Figure 4-1 Array definition and storage method
4.1.1 Common Array Operations¶
1. Initializing Arrays¶
We can choose between two array initialization methods based on our needs: without initial values or with given initial values. When no initial values are specified, most programming languages will initialize array elements to \(0\):
/* Initialize array */
var arr [5]int
// In Go, specifying length ([5]int) creates an array; not specifying length ([]int) creates a slice
// Since Go's arrays are designed to have their length determined at compile time, only constants can be used to specify the length
// For convenience in implementing the extend() method, slices are treated as arrays below
nums := []int{1, 3, 2, 5, 4}
/* Initialize array */
let arr: [i32; 5] = [0; 5]; // [0, 0, 0, 0, 0]

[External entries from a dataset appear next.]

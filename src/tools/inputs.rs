//! Tool input types with JSON Schema generation.

use schemars::JsonSchema;
use serde::Deserialize;

/// Input for the `get_tables` and `get_relationships` tools.
#[derive(Debug, Clone, Default, Deserialize, JsonSchema)]
pub struct DatabaseInput {
    /// Database to inspect. Uses the connection's default database when omitted.
    #[serde(default)]
    pub database_name: Option<String>,
}

/// Input for the `get_columns` tool.
#[derive(Debug, Clone, Deserialize, JsonSchema)]
pub struct GetColumnsInput {
    /// Table to describe, e.g. `Users`, `sales.Orders` or `table Users`.
    #[serde(default)]
    pub table_name: String,

    /// Database containing the table.
    #[serde(default)]
    pub database_name: Option<String>,
}

/// Input for the `execute_sql` tool.
#[derive(Debug, Clone, Deserialize, JsonSchema)]
pub struct ExecuteSqlInput {
    /// A single read-only query starting with SELECT or WITH.
    #[serde(default)]
    pub sql_query: String,

    /// Database to run the query in.
    #[serde(default)]
    pub database_name: Option<String>,
}

/// Input for the `get_stored_procedure` tool.
#[derive(Debug, Clone, Deserialize, JsonSchema)]
pub struct GetStoredProcedureInput {
    /// Name of the stored procedure, without schema.
    #[serde(default)]
    pub sp_name: String,

    /// Database containing the procedure.
    #[serde(default)]
    pub database_name: Option<String>,
}

const TABLE_KEYWORDS: [&str; 2] = ["table", "tabla"];
const NAME_PUNCTUATION: [char; 10] = [',', '.', ':', ';', '?', '!', '"', '\'', '[', ']'];

/// Pull a table name out of loosely phrased input.
///
/// `"table Users"` and `"the table Users?"` both give `Users`; otherwise the
/// first word is used. Surrounding punctuation and brackets are trimmed, dots
/// inside the name (`sales.Orders`) are kept.
pub fn extract_table_name(input: &str) -> String {
    let words: Vec<&str> = input.split_whitespace().collect();

    let word = words
        .iter()
        .position(|w| TABLE_KEYWORDS.contains(&w.to_lowercase().as_str()))
        .and_then(|idx| words.get(idx + 1))
        .or_else(|| words.first())
        .copied()
        .unwrap_or_default();

    word.trim_matches(NAME_PUNCTUATION.as_slice()).to_string()
}

/// `" (database 'x')"` when a database was named, empty otherwise.
pub fn format_database_info(database: Option<&str>) -> String {
    match database {
        Some(name) if !name.trim().is_empty() => format!(" (database '{}')", name),
        _ => String::new(),
    }
}
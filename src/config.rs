//! Configuration management for the read-only MSSQL MCP server.
//!
//! Configuration is loaded from environment variables following the 12-factor app pattern.

use crate::constants::{
    DEFAULT_APPLICATION_NAME, DEFAULT_CONNECTION_TIMEOUT, DEFAULT_CONNECTION_TIMEOUT_SECS,
    DEFAULT_MAX_CONNECTIONS, DEFAULT_PORT,
};
use crate::error::ServerError;
use std::time::Duration;

/// Server configuration loaded from environment variables.
#[derive(Debug, Clone)]
pub struct Config {
    /// Database connection configuration
    pub database: DatabaseConfig,

    /// Query execution configuration
    pub query: QueryConfig,
}

/// Database connection configuration.
#[derive(Debug, Clone)]
pub struct DatabaseConfig {
    /// Where and how to connect
    pub endpoint: Endpoint,

    /// Connection limits
    pub pool: PoolConfig,

    /// Application name sent to SQL Server
    pub application_name: String,
}

/// The SQL Server to connect to.
#[derive(Debug, Clone)]
pub enum Endpoint {
    /// An ADO.NET style connection string (`Server=...;User Id=...;`).
    ConnectionString(String),

    /// Discrete connection settings.
    Server {
        /// SQL Server hostname or IP address
        host: String,
        /// SQL Server port (default: 1433)
        port: u16,
        /// Database selected at login (None = login default)
        database: Option<String>,
        /// Authentication configuration
        auth: AuthConfig,
        /// Enable TLS encryption
        encrypt: bool,
        /// Trust server certificate (for self-signed certs)
        trust_server_certificate: bool,
    },
}

/// Authentication configuration.
#[derive(Debug, Clone)]
pub enum AuthConfig {
    /// SQL Server authentication (username/password)
    SqlServer { username: String, password: String },

    /// Windows authentication (Integrated Security)
    #[cfg(windows)]
    Windows,
}

/// Connection limits.
#[derive(Debug, Clone)]
pub struct PoolConfig {
    /// Maximum number of connections open at the same time
    pub max_connections: usize,

    /// Bound on TCP connect plus login handshake
    pub connection_timeout: Duration,
}

/// Query execution configuration.
#[derive(Debug, Clone, Default)]
pub struct QueryConfig {
    /// Maximum rows buffered per query (None = unbounded)
    pub max_rows: Option<usize>,
}

impl Config {
    /// Load configuration from environment variables.
    ///
    /// # Environment Variables
    ///
    /// ## Connection (one of)
    /// - `MSSQL_CONNECTION_STRING`: ADO.NET connection string, used as-is
    /// - `MSSQL_HOST` + `MSSQL_USER` + `MSSQL_PASSWORD`
    ///
    /// ## Optional
    /// - `MSSQL_PORT`: Port number (default: 1433)
    /// - `MSSQL_DATABASE`: Database selected at login
    /// - `MSSQL_ENCRYPT`: Enable TLS (default: true)
    /// - `MSSQL_TRUST_CERT`: Trust server certificate (default: false)
    /// - `MSSQL_POOL_MAX`: Maximum concurrent connections (default: 10)
    /// - `MSSQL_CONNECT_TIMEOUT`: Connection timeout in seconds (default: 30)
    /// - `MSSQL_MAX_ROWS`: Maximum result rows buffered per query (default: unbounded)
    /// - `MSSQL_APP_NAME`: Application name reported to the server
    pub fn from_env() -> Result<Self, ServerError> {
        Self::from_lookup(|key| std::env::var(key).ok())
    }

    /// Load configuration from an arbitrary key lookup.
    pub fn from_lookup<F>(lookup: F) -> Result<Self, ServerError>
    where
        F: Fn(&str) -> Option<String>,
    {
        let endpoint = match lookup("MSSQL_CONNECTION_STRING").filter(|s| !s.trim().is_empty()) {
            Some(connection_string) => Endpoint::ConnectionString(connection_string),
            None => server_endpoint(&lookup)?,
        };

        let max_connections = lookup("MSSQL_POOL_MAX")
            .and_then(|p| p.parse().ok())
            .unwrap_or(DEFAULT_MAX_CONNECTIONS);

        if max_connections == 0 {
            return Err(ServerError::config("MSSQL_POOL_MAX must be at least 1"));
        }

        let connection_timeout_secs = lookup("MSSQL_CONNECT_TIMEOUT")
            .and_then(|p| p.parse().ok())
            .unwrap_or(DEFAULT_CONNECTION_TIMEOUT_SECS);

        let max_rows = lookup("MSSQL_MAX_ROWS")
            .and_then(|p| p.parse().ok())
            .filter(|rows: &usize| *rows > 0);

        let application_name =
            lookup("MSSQL_APP_NAME").unwrap_or_else(|| DEFAULT_APPLICATION_NAME.to_string());

        Ok(Config {
            database: DatabaseConfig {
                endpoint,
                pool: PoolConfig {
                    max_connections,
                    connection_timeout: Duration::from_secs(connection_timeout_secs),
                },
                application_name,
            },
            query: QueryConfig { max_rows },
        })
    }

    /// Get the database selected at login, if one was configured explicitly.
    pub fn current_database(&self) -> Option<&str> {
        match &self.database.endpoint {
            Endpoint::Server { database, .. } => database.as_deref(),
            Endpoint::ConnectionString(_) => None,
        }
    }
}

fn server_endpoint<F>(lookup: &F) -> Result<Endpoint, ServerError>
where
    F: Fn(&str) -> Option<String>,
{
    let host = lookup("MSSQL_HOST").ok_or_else(|| {
        ServerError::config("MSSQL_HOST or MSSQL_CONNECTION_STRING environment variable is required")
    })?;

    let auth = match (lookup("MSSQL_USER"), lookup("MSSQL_PASSWORD")) {
        (Some(u), Some(p)) => AuthConfig::SqlServer {
            username: u,
            password: p,
        },
        (Some(_), None) => {
            return Err(ServerError::config(
                "MSSQL_PASSWORD is required when MSSQL_USER is set",
            ))
        }
        (None, Some(_)) => {
            return Err(ServerError::config(
                "MSSQL_USER is required when MSSQL_PASSWORD is set",
            ))
        }
        #[cfg(windows)]
        (None, None) => AuthConfig::Windows,
        #[cfg(not(windows))]
        (None, None) => {
            return Err(ServerError::config(
                "Authentication required: set MSSQL_USER and MSSQL_PASSWORD",
            ))
        }
    };

    let port = lookup("MSSQL_PORT")
        .and_then(|p| p.parse().ok())
        .unwrap_or(DEFAULT_PORT);

    let database = lookup("MSSQL_DATABASE").filter(|d| !d.trim().is_empty());

    let encrypt = lookup("MSSQL_ENCRYPT")
        .map(|v| v.to_lowercase() == "true" || v == "1")
        .unwrap_or(true);

    let trust_server_certificate = lookup("MSSQL_TRUST_CERT")
        .map(|v| v.to_lowercase() == "true" || v == "1")
        .unwrap_or(false);

    Ok(Endpoint::Server {
        host,
        port,
        database,
        auth,
        encrypt,
        trust_server_certificate,
    })
}

impl Default for PoolConfig {
    fn default() -> Self {
        Self {
            max_connections: DEFAULT_MAX_CONNECTIONS,
            connection_timeout: DEFAULT_CONNECTION_TIMEOUT,
        }
    }
}
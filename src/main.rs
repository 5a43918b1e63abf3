//! MSSQL read-only MCP server entry point.
//!
//! Starts the MCP server on stdio for integration with MCP clients.

use anyhow::Result;
use mssql_readonly_mcp::{Config, MssqlReadOnlyServer};
use rmcp::ServiceExt;
use tracing_subscriber::EnvFilter;

#[tokio::main]
async fn main() -> Result<()> {
    // Logs go to stderr; stdout carries JSON-RPC
    init_logging();

    let version = env!("CARGO_PKG_VERSION");
    eprintln!("MSSQL read-only MCP server v{version} starting...");
    eprintln!("Transport: stdio");

    std::panic::set_hook(Box::new(|info| {
        eprintln!("[PANIC] {}", info);
    }));

    let config = Config::from_env()?;
    eprintln!("Configuration loaded successfully");

    let server = MssqlReadOnlyServer::new(config)?;
    eprintln!("Server initialized. Ready to accept requests...");

    let transport = rmcp::transport::stdio();
    let service = server.serve(transport).await?;

    tokio::select! {
        quit_reason = service.waiting() => {
            match quit_reason {
                Ok(reason) => eprintln!("Service stopped: {reason:?}"),
                Err(e) => eprintln!("Service error: {e}"),
            }
        }
        _ = shutdown_signal() => {
            eprintln!("Shutdown signal received");
        }
    }

    eprintln!("Server shutdown complete");
    Ok(())
}

/// Initialize tracing subscriber with stderr output.
fn init_logging() {
    let filter = std::env::var("RUST_LOG")
        .map(EnvFilter::new)
        .unwrap_or_else(|_| EnvFilter::new("warn,mssql_readonly_mcp=info"));

    tracing_subscriber::fmt()
        .with_env_filter(filter)
        .with_writer(std::io::stderr)
        .with_ansi(false)
        .init();
}

/// Resolves on Ctrl-C, or SIGTERM on Unix.
async fn shutdown_signal() {
    let ctrl_c = async {
        if let Err(e) = tokio::signal::ctrl_c().await {
            eprintln!("Failed to listen for Ctrl-C: {e}");
            std::future::pending::<()>().await;
        }
    };

    #[cfg(unix)]
    let terminate = async {
        match tokio::signal::unix::signal(tokio::signal::unix::SignalKind::terminate()) {
            Ok(mut sig) => {
                sig.recv().await;
            }
            Err(e) => {
                eprintln!("Failed to listen for SIGTERM: {e}");
                std::future::pending::<()>().await;
            }
        }
    };

    #[cfg(not(unix))]
    let terminate = std::future::pending::<()>();

    tokio::select! {
        _ = ctrl_c => {}
        _ = terminate => {}
    }
}
//! Centralized constants for the read-only MSSQL MCP server.
//!
//! This module contains the default values and fixed text used throughout
//! the codebase, making them easy to find, understand, and modify.

use std::time::Duration;

// =============================================================================
// Connection Constants
// =============================================================================

/// Default SQL Server port.
pub const DEFAULT_PORT: u16 = 1433;

/// Default connection timeout in seconds.
pub const DEFAULT_CONNECTION_TIMEOUT_SECS: u64 = 30;

/// Default connection timeout as Duration.
pub const DEFAULT_CONNECTION_TIMEOUT: Duration =
    Duration::from_secs(DEFAULT_CONNECTION_TIMEOUT_SECS);

/// Default maximum number of connections open at the same time.
pub const DEFAULT_MAX_CONNECTIONS: usize = 10;

/// Application name reported to SQL Server.
pub const DEFAULT_APPLICATION_NAME: &str = "mssql-readonly-mcp";

/// Schema assumed when a table name has no schema prefix.
pub const DEFAULT_SCHEMA: &str = "dbo";

// =============================================================================
// Result Rendering Constants
// =============================================================================

/// Separator placed between columns in rendered results.
pub const COLUMN_SEPARATOR: &str = "\t|\t";

/// Dash-rule width contributed by each column.
pub const RULE_WIDTH_PER_COLUMN: usize = 20;

/// Upper bound on the dash-rule width.
pub const MAX_RULE_WIDTH: usize = 120;

/// Text rendered for a NULL cell.
pub const NULL_TEXT: &str = "NULL";

/// Sentence rendered for a result set without rows.
pub const NO_ROWS_MESSAGE: &str = "No rows returned from the query.";

// =============================================================================
// Logging Constants
// =============================================================================

/// Default truncation length for query logging.
pub const LOG_QUERY_TRUNCATE_LENGTH: usize = 100;

#[cfg(test)]
mod tests {
    use super::*;

    #[test]
    fn test_timeout_durations() {
        assert_eq!(DEFAULT_CONNECTION_TIMEOUT, Duration::from_secs(30));
    }

    #[test]
    fn test_rule_bounds() {
        assert!(RULE_WIDTH_PER_COLUMN <= MAX_RULE_WIDTH);
        assert_eq!(MAX_RULE_WIDTH / RULE_WIDTH_PER_COLUMN, 6);
    }

    #[test]
    fn test_separator_is_three_characters() {
        assert_eq!(COLUMN_SEPARATOR.chars().count(), 3);
    }
}
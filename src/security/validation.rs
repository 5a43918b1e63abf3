//! Read-only query classification.
//!
//! The classifier is a conservative deny-list, not a SQL parser. It accepts
//! false positives (a table literally named `DROP` is rejected) so that no
//! grammar is needed, and it never touches a connection.

use crate::error::ServerError;
use once_cell::sync::Lazy;
use regex::Regex;

/// Keywords that reject a query wherever they appear as a whole word.
///
/// Order matters: the first keyword that matches is the one reported.
pub const DENIED_KEYWORDS: &[&str] = &[
    // Data modification
    "INSERT",
    "UPDATE",
    "DELETE",
    "MERGE",
    "TRUNCATE",
    // Schema modification
    "DROP",
    "ALTER",
    "CREATE",
    // Permissions
    "GRANT",
    "REVOKE",
    "DENY",
    // Dynamic execution
    "EXEC",
    "EXECUTE",
    "SP_EXECUTESQL",
    // External data access
    "BULK",
    "OPENROWSET",
    "OPENDATASOURCE",
    // Server administration
    "BACKUP",
    "RESTORE",
    "SHUTDOWN",
    "KILL",
    "RECONFIGURE",
    "DBCC",
];

/// Prefixes a query may start with, compared case-insensitively.
const ALLOWED_PREFIXES: &[&str] = &["SELECT", "WITH", "SET", "--", "/*"];

pub const EMPTY_QUERY_REASON: &str = "SQL query cannot be empty.";

pub const READ_ONLY_REASON: &str =
    "Only read operations are allowed; queries must start with SELECT or WITH.";

pub const MULTIPLE_STATEMENTS_REASON: &str =
    "Multiple statements are not allowed. Please execute one SELECT query at a time.";

// Helper to compile regex with better error message on failure.
// These should never fail since patterns are built from hardcoded keywords.
fn compile(pattern: &str) -> Regex {
    Regex::new(pattern)
        .unwrap_or_else(|e| panic!("Internal error: invalid regex pattern '{}': {}", pattern, e))
}

fn keyword_alternation() -> String {
    DENIED_KEYWORDS.join("|")
}

/// One whole-word, case-insensitive pattern per denied keyword, in list order.
static DENIED_KEYWORD_PATTERNS: Lazy<Vec<(Regex, &'static str)>> = Lazy::new(|| {
    DENIED_KEYWORDS
        .iter()
        .map(|keyword| (compile(&format!(r"(?i)\b{}\b", keyword)), *keyword))
        .collect()
});

/// A statement that opens with a denied verb.
static LEADING_DENIED_VERB: Lazy<Regex> =
    Lazy::new(|| compile(&format!(r"(?i)^({})\b", keyword_alternation())));

/// A `;` followed by a denied verb, directly or after a comment and line break.
static CHAINED_STATEMENT_PATTERNS: Lazy<Vec<Regex>> = Lazy::new(|| {
    let verbs = keyword_alternation();
    vec![
        compile(&format!(r"(?i);\s*({})\b", verbs)),
        compile(&format!(r"(?i);\s*--.*\r?\n\s*({})\b", verbs)),
        compile(&format!(r"(?is);\s*/\*.*?\*/\s*({})\b", verbs)),
    ]
});

/// Outcome of classifying a query.
///
/// A reason is present exactly when the query was rejected.
#[derive(Debug, Clone, PartialEq, Eq)]
pub struct Verdict {
    valid: bool,
    reason: Option<String>,
}

impl Verdict {
    fn accept() -> Self {
        Self {
            valid: true,
            reason: None,
        }
    }

    fn reject(reason: impl Into<String>) -> Self {
        Self {
            valid: false,
            reason: Some(reason.into()),
        }
    }

    pub fn is_valid(&self) -> bool {
        self.valid
    }

    /// Why the query was rejected.
    pub fn reason(&self) -> Option<&str> {
        self.reason.as_deref()
    }

    /// Turn a rejection into [`ServerError::ValidationFailed`].
    pub fn into_result(self) -> Result<(), ServerError> {
        match self.reason {
            Some(reason) if !self.valid => Err(ServerError::validation(reason)),
            _ => Ok(()),
        }
    }
}

/// Stateless read-only query classifier.
#[derive(Debug, Clone, Copy, Default)]
pub struct QueryClassifier;

impl QueryClassifier {
    pub fn new() -> Self {
        Self
    }

    /// Classify a query. Rules apply in order and the first failure wins.
    pub fn validate(&self, query: &str) -> Verdict {
        validate(query)
    }
}

/// Classify raw SQL text as an acceptable read-only query or not.
pub fn validate(query: &str) -> Verdict {
    let trimmed = query.trim();
    if trimmed.is_empty() {
        return Verdict::reject(EMPTY_QUERY_REASON);
    }

    if !has_allowed_prefix(trimmed) {
        return Verdict::reject(match leading_denied_verb(trimmed) {
            Some(verb) => format!("{} {} statements are not allowed.", READ_ONLY_REASON, verb),
            None => READ_ONLY_REASON.to_string(),
        });
    }

    if let Some(keyword) = first_denied_keyword(trimmed) {
        return Verdict::reject(format!(
            "Error: {} statements are not allowed. This is a read-only server.",
            keyword
        ));
    }

    if has_multiple_statements(trimmed) {
        return Verdict::reject(MULTIPLE_STATEMENTS_REASON);
    }

    Verdict::accept()
}

fn has_allowed_prefix(query: &str) -> bool {
    ALLOWED_PREFIXES.iter().any(|prefix| {
        query
            .get(..prefix.len())
            .is_some_and(|head| head.eq_ignore_ascii_case(prefix))
    })
}

/// The denied verb a statement opens with, in its canonical spelling.
fn leading_denied_verb(statement: &str) -> Option<&'static str> {
    let found = LEADING_DENIED_VERB.captures(statement)?.get(1)?.as_str();
    DENIED_KEYWORDS
        .iter()
        .find(|keyword| keyword.eq_ignore_ascii_case(found))
        .copied()
}

/// The first denied keyword (in list order) appearing as a whole word.
fn first_denied_keyword(query: &str) -> Option<&'static str> {
    DENIED_KEYWORD_PATTERNS
        .iter()
        .find(|(pattern, _)| pattern.is_match(query))
        .map(|(_, keyword)| *keyword)
}

/// Detect a second statement after a `;`.
///
/// The split is textual: a `;` inside a string literal or a delimited
/// identifier is treated as a statement separator too.
fn has_multiple_statements(query: &str) -> bool {
    if !query.contains(';') {
        return false;
    }

    if CHAINED_STATEMENT_PATTERNS
        .iter()
        .any(|pattern| pattern.is_match(query))
    {
        return true;
    }

    query
        .split(';')
        .skip_while(|statement| statement.trim().is_empty())
        .skip(1)
        .any(|statement| {
            let statement = statement.trim();
            statement.is_empty()
                || statement.starts_with("--")
                || statement.starts_with("/*")
                || leading_denied_verb(statement).is_some()
        })
}

#[cfg(test)]
mod tests {
    use super::*;

    fn assert_valid(query: &str) {
        let verdict = validate(query);
        assert!(
            verdict.is_valid(),
            "query should be valid: {query}. Reason: {:?}",
            verdict.reason()
        );
        assert_eq!(verdict.reason(), None);
    }

    fn assert_invalid(query: &str) -> String {
        let verdict = validate(query);
        assert!(!verdict.is_valid(), "query should be rejected: {query}");
        verdict
            .reason()
            .map(str::to_string)
            .unwrap_or_else(|| panic!("rejected query without reason: {query}"))
    }

    // =========================================================================
    // Accepted queries
    // =========================================================================

    #[test]
    fn test_simple_selects_are_valid() {
        assert_valid("SELECT * FROM Users");
        assert_valid("select id, name from products");
        assert_valid("SELECT TOP 10 * FROM Orders ORDER BY CreatedDate DESC");
        assert_valid("SELECT COUNT(*) FROM Customers WHERE IsActive = 1");
        assert_valid("SELECT a.*, b.Name FROM TableA a JOIN TableB b ON a.Id = b.AId");
        assert_valid("   \n\tSELECT 1   ");
    }

    #[test]
    fn test_ctes_are_valid() {
        assert_valid("WITH cte AS (SELECT 1 AS Id) SELECT * FROM cte");
        assert_valid("WITH Orders_CTE AS (SELECT * FROM Orders) SELECT * FROM Orders_CTE");
    }

    #[test]
    fn test_keyword_like_names_are_valid() {
        assert_valid("SELECT UpdatedDate, InsertedBy FROM AuditLog");
        assert_valid("SELECT * FROM Users WHERE UpdatedDate > '2023-01-01'");
        assert_valid("SELECT DeletedAt, InsertedBy FROM AuditLog");
        assert_valid("SELECT * FROM CREATE_LOG");
    }

    #[test]
    fn test_session_settings_and_comments_are_valid_prefixes() {
        assert_valid("SET NOCOUNT ON");
        assert_valid("-- latest orders\nSELECT * FROM Orders");
        assert_valid("/* report */ SELECT 1");
    }

    #[test]
    fn test_second_plain_select_passes() {
        // Only empty, comment, or denied-verb statements trip the rule.
        assert_valid("SELECT 1; SELECT 2");
    }

    // =========================================================================
    // Rejected queries
    // =========================================================================

    #[test]
    fn test_empty_queries_are_invalid() {
        for query in ["", "   ", "\n\t"] {
            let reason = assert_invalid(query);
            assert!(reason.to_lowercase().contains("empty"));
        }
    }

    #[test]
    fn test_non_read_prefixes_are_invalid() {
        for query in [
            "INSERT INTO Users (Name) VALUES ('Test')",
            "insert into products values (1, 'test', 10.99)",
            "UPDATE Users SET Name = 'Test' WHERE Id = 1",
            "DELETE FROM Users WHERE Id = 1",
            "TRUNCATE TABLE Users",
            "MERGE INTO Target USING Source ON Target.Id = Source.Id WHEN MATCHED THEN UPDATE SET Name = Source.Name",
            "ALTER TABLE Users ADD Email VARCHAR(255)",
            "CREATE PROCEDURE sp_Test AS SELECT 1",
            "EXEC sp_DeleteAllUsers",
            "execute sp_DropDatabase",
            "EXEC('DELETE FROM Users')",
            "GRANT SELECT ON Users TO TestUser",
            "REVOKE ALL ON Database TO TestUser",
            "DENY INSERT ON Users TO TestUser",
            "BACKUP DATABASE TestDb TO DISK = 'C:\\backup.bak'",
            "RESTORE DATABASE TestDb FROM DISK = 'C:\\backup.bak'",
            "DECLARE @x INT",
            "SELEC * FROM Users",
        ] {
            let reason = assert_invalid(query);
            assert!(
                reason.to_lowercase().contains("only read operations are allowed"),
                "unexpected reason for {query}: {reason}"
            );
        }
    }

    #[test]
    fn test_drop_names_the_keyword() {
        let reason = assert_invalid("DROP TABLE Users");
        assert!(reason.to_lowercase().contains("start with select or with"));
        assert!(reason.contains("DROP"));

        let reason = assert_invalid("drop database TestDb");
        assert!(reason.contains("DROP statements"));

        let reason = assert_invalid("DECLARE @x INT");
        assert_eq!(reason, READ_ONLY_REASON);

        let reason = assert_invalid("SELECT 1 WHERE 1 = 1 OR DROP = 1");
        assert!(reason.contains("DROP"));
    }

    #[test]
    fn test_denied_keywords_inside_selects() {
        let reason = assert_invalid("SELECT * FROM OPENROWSET('SQLNCLI', 'x', 'SELECT 1')");
        assert!(reason.contains("OPENROWSET"));

        let reason = assert_invalid("with x as (select 1 as a) select * from x where exec = 1");
        assert!(reason.contains("EXEC"));

        let reason = assert_invalid("SET ROWCOUNT 0 DBCC CHECKDB");
        assert!(reason.contains("DBCC"));
    }

    #[test]
    fn test_every_denied_keyword_is_rejected_as_a_whole_word() {
        assert_eq!(DENIED_KEYWORDS.len(), 23);

        for keyword in DENIED_KEYWORDS {
            let expected = format!(
                "Error: {} statements are not allowed. This is a read-only server.",
                keyword
            );

            let reason = assert_invalid(&format!("SELECT 1 WHERE x = 1 OR {} = 1", keyword));
            assert_eq!(reason, expected);

            let lower = keyword.to_lowercase();
            let reason = assert_invalid(&format!("SELECT 1 WHERE x = 1 OR {} = 1", lower));
            assert_eq!(reason, expected);
        }
    }

    #[test]
    fn test_names_containing_denied_keywords_are_valid() {
        for keyword in DENIED_KEYWORDS {
            assert_valid(&format!("SELECT {}_x, x{} FROM t", keyword, keyword));
            assert_valid(&format!("SELECT Last{}Date FROM t", keyword.to_lowercase()));
        }
    }

    #[test]
    fn test_first_keyword_in_list_order_wins() {
        // DELETE precedes DROP in the deny-list regardless of text position.
        let reason = assert_invalid("SELECT drop, delete FROM t");
        assert!(reason.contains("DELETE"), "{reason}");
        assert!(!reason.contains("DROP"), "{reason}");
    }

    #[test]
    fn test_multiple_statements_are_invalid() {
        for query in [
            "SELECT * FROM Users; DELETE FROM Users",
            "SELECT 1; DROP TABLE Users",
            "SELECT * FROM Users; INSERT INTO Logs VALUES ('hacked')",
        ] {
            assert!(!validate(query).is_valid(), "{query}");
        }
    }

    #[test]
    fn test_comment_injection_is_invalid() {
        assert!(!validate("SELECT * FROM Users WHERE Id = 1; --\nDELETE FROM Users").is_valid());
    }

    #[test]
    fn test_trailing_statements_are_invalid() {
        assert_eq!(assert_invalid("SELECT 1;"), MULTIPLE_STATEMENTS_REASON);
        assert_eq!(assert_invalid("SELECT 1; -- done"), MULTIPLE_STATEMENTS_REASON);
        assert_eq!(assert_invalid("SELECT 1; /* tail */"), MULTIPLE_STATEMENTS_REASON);
    }

    #[test]
    fn test_semicolon_inside_literal_is_treated_as_separator() {
        // Known limitation: the split does not understand string literals.
        assert_eq!(
            assert_invalid("SELECT 'x;--y' AS v"),
            MULTIPLE_STATEMENTS_REASON
        );
    }

    // =========================================================================
    // Verdict behaviour
    // =========================================================================

    #[test]
    fn test_validate_is_idempotent() {
        for query in ["SELECT 1", "DROP TABLE x", "", "SELECT 1; DELETE FROM t"] {
            assert_eq!(validate(query), validate(query));
        }
    }

    #[test]
    fn test_verdict_into_result() {
        assert!(validate("SELECT 1").into_result().is_ok());

        match validate("").into_result() {
            Err(ServerError::ValidationFailed(reason)) => assert_eq!(reason, EMPTY_QUERY_REASON),
            other => panic!("unexpected result: {:?}", other),
        }
    }

    #[test]
    fn test_classifier_matches_free_function() {
        let classifier = QueryClassifier::new();
        assert_eq!(classifier.validate("SELECT 1"), validate("SELECT 1"));
    }
}
//! Database connectivity and query execution.

mod auth;
mod connection;
pub mod metadata;
mod query;
pub mod result;
pub mod types;

pub use auth::truncate_for_log;
pub use connection::{ConnectionGateway, PoolStatus, QueryConnection, TdsConnection, TdsGateway};
pub use metadata::{ColumnInfo, ProcedureDefinition, Relationship, SchemaCatalog, TableName};
pub use query::SafeQueryExecutor;
pub use result::{render, ResultSet};
pub use types::SqlValue;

let slice: &[i32] = &[0; 5];
// In Rust, specifying length ([i32; 5]) creates an array; not specifying length (&[i32]) creates a slice
// Since Rust's arrays are designed to have their length determined at compile time, only constants can be used to specify the length
// Vector is the type generally used as a dynamic array in Rust
// For convenience in implementing the extend() method, vectors are treated as arrays below
let nums: Vec<i32> = vec![1, 3, 2, 5, 4];
Code Visualization
2. Accessing Elements¶
Array elements are stored in contiguous memory space, which means calculating the memory address of array elements is very easy. Given the array's memory address (the memory address of the first element) and an element's index, we can use the formula shown in Figure 4-2 to calculate the element's memory address and directly access that element.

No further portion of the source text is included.